The most interesting lesson in The Last Days is how fatherhood is supposed to ameliorate the effects of toxic masculinity. There is one confrontation that gets defused by the presence of a child. While I don’t share the filmmakers’ optimism since people do horrific things in front of children all the time, the scene still resonates as suspicions quickly give way to recognition of shared needs and a capacity for love. Conventional ideas of property and belonging evaporate with the more eternal concepts of home is where the heart is. It also felt as if there was an implicit sympathy for seeing immigrants as people and a silent rebuke of viewers for assuming the worst upon first meeting that family. Shots of people eating pigeons and rats are silent visual reminders that but for the grace of God can you enjoy a better station in life than those looking for comfort under your roof. Anyone can become a refugee.
The Last Days’ vision of an apocalypse was unexpected and inventive. It was like the tv series Life After People, but while people still exist. This movie definitely beat The Mist in imagining life and death confrontations in supermarkets, but fell just short of capturing the dread of a mall as George Romero’s Dawn of the Dead did. I really appreciated that when it looked to other countries, it focused on Canada, not the US. It was a relief that it was set in Barcelona, not NYC. We need a break.
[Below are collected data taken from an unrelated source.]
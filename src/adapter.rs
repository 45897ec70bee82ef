//! Thin shim projecting a [`Strategy`] into the standard allocator traits so
//! collections can use any strategy/provider pairing directly.

use std::{
    alloc::{AllocError, Allocator, GlobalAlloc, Layout},
    ptr::{self, NonNull},
};

use crate::{align::WORD_SIZE, traits::Strategy};

/// Adapts any [`Strategy`] to [`std::alloc::Allocator`], and to
/// [`GlobalAlloc`] when the strategy is `Sync`.
///
/// The shim is deliberately thin: alignments below the word size are raised
/// to it (the strategies guarantee nothing smaller), zero-sized requests
/// short-circuit to a dangling pointer per the `Allocator` contract, and
/// release errors from strategies that don't support per-allocation release
/// are dropped, exactly like a bump arena ignoring `free`.
///
/// # Examples
///
/// ```
/// #![feature(allocator_api)]
///
/// use stratalloc::{Adapter, FreeList, PageLedger};
///
/// let alloc = Adapter::new(FreeList::new(PageLedger::new()));
///
/// let mut values = Vec::with_capacity_in(16, &alloc);
/// values.extend(0..16);
/// assert_eq!(values.iter().sum::<i32>(), 120);
/// ```
///
/// As a global allocator, with a `Sync` strategy:
///
/// ```no_run
/// #![feature(allocator_api)]
///
/// use stratalloc::{Adapter, Bump, PagePool};
///
/// #[global_allocator]
/// static GLOBAL: Adapter<Bump<PagePool>> = Adapter::new(Bump::new(PagePool::new()));
///
/// fn main() {
///     let boxed = Box::new(5);
///     assert_eq!(*boxed, 5);
/// }
/// ```
pub struct Adapter<S: Strategy> {
    strategy: S,
}

impl<S: Strategy> Adapter<S> {
    pub const fn new(strategy: S) -> Self {
        Self { strategy }
    }

    pub fn strategy(&self) -> &S {
        &self.strategy
    }

    pub fn into_inner(self) -> S {
        self.strategy
    }

    /// Raises sub-word alignments to the minimum the strategies support.
    fn adjust(layout: Layout) -> Result<Layout, AllocError> {
        if layout.align() >= WORD_SIZE {
            return Ok(layout);
        }

        Layout::from_size_align(layout.size(), WORD_SIZE).map_err(|_| AllocError)
    }
}

unsafe impl<S: Strategy> Allocator for Adapter<S> {
    fn allocate(&self, layout: Layout) -> Result<NonNull<[u8]>, AllocError> {
        if layout.size() == 0 {
            let dangling =
                NonNull::new(ptr::without_provenance_mut(layout.align())).ok_or(AllocError)?;
            return Ok(NonNull::slice_from_raw_parts(dangling, 0));
        }

        let adjusted = Self::adjust(layout)?;
        match self.strategy.find(adjusted) {
            Ok(address) => Ok(NonNull::slice_from_raw_parts(address, layout.size())),
            Err(_) => Err(AllocError),
        }
    }

    unsafe fn deallocate(&self, ptr: NonNull<u8>, layout: Layout) {
        if layout.size() == 0 {
            return;
        }

        let _ = self.strategy.release(ptr);
    }
}

unsafe impl<S: Strategy + Sync> GlobalAlloc for Adapter<S> {
    unsafe fn alloc(&self, layout: Layout) -> *mut u8 {
        let Ok(adjusted) = Self::adjust(layout) else {
            return ptr::null_mut();
        };

        match self.strategy.find(adjusted) {
            Ok(address) => address.as_ptr(),
            Err(_) => ptr::null_mut(),
        }
    }

    unsafe fn dealloc(&self, ptr: *mut u8, _layout: Layout) {
        if let Some(ptr) = NonNull::new(ptr) {
            let _ = self.strategy.release(ptr);
        }
    }

    unsafe fn realloc(&self, ptr: *mut u8, layout: Layout, new_size: usize) -> *mut u8 {
        let Ok(new_layout) = Layout::from_size_align(new_size, layout.align()) else {
            return ptr::null_mut();
        };

        let new_address = self.alloc(new_layout);
        if !new_address.is_null() {
            ptr::copy_nonoverlapping(ptr, new_address, layout.size().min(new_size));
            self.dealloc(ptr, layout);
        }

        new_address
    }
}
While The Last Days began to flounder when it mined for a deeper meaning behind the crisis, man’s harmony with nature, it more than made up for it by combining an emotionally rich tapestry in an I Am Legend environment. I didn’t anticipate the final scenes, but I’m only human, and I was moved. I don’t care how cheesy and unrealistic it was. It was still beautiful. The best scene is when a screensaver transitions into real stars. Even if the movie fails at verbally capturing the point, it evokes that point emotionally and shares common ground with Leave No Trace. Really creating community and connecting with other human beings is more difficult with the trappings of civilization acting as a barrier to what is really essential to survival: love.
Even with the subtitles, I would highly recommend The Last Days. Spanish filmmakers come from a rich artistic tradition that balances high art with popular culture, joy in sorrow, the beauty of inevitable loss of parents watching their children grow beyond their capability of caring for them. From the evocative imagery of a rough communion in the ruins of an abandoned church to the gradual extinguishing of artificial light on the city’s skyline, this movie is a gorgeous exploration of how an apocalypse can strengthen the human spirit even as civilization falls. I’m even willing to sign a waiver on one technical, glaring error and did not think too much about the actual logistics of surviving in such a scenario.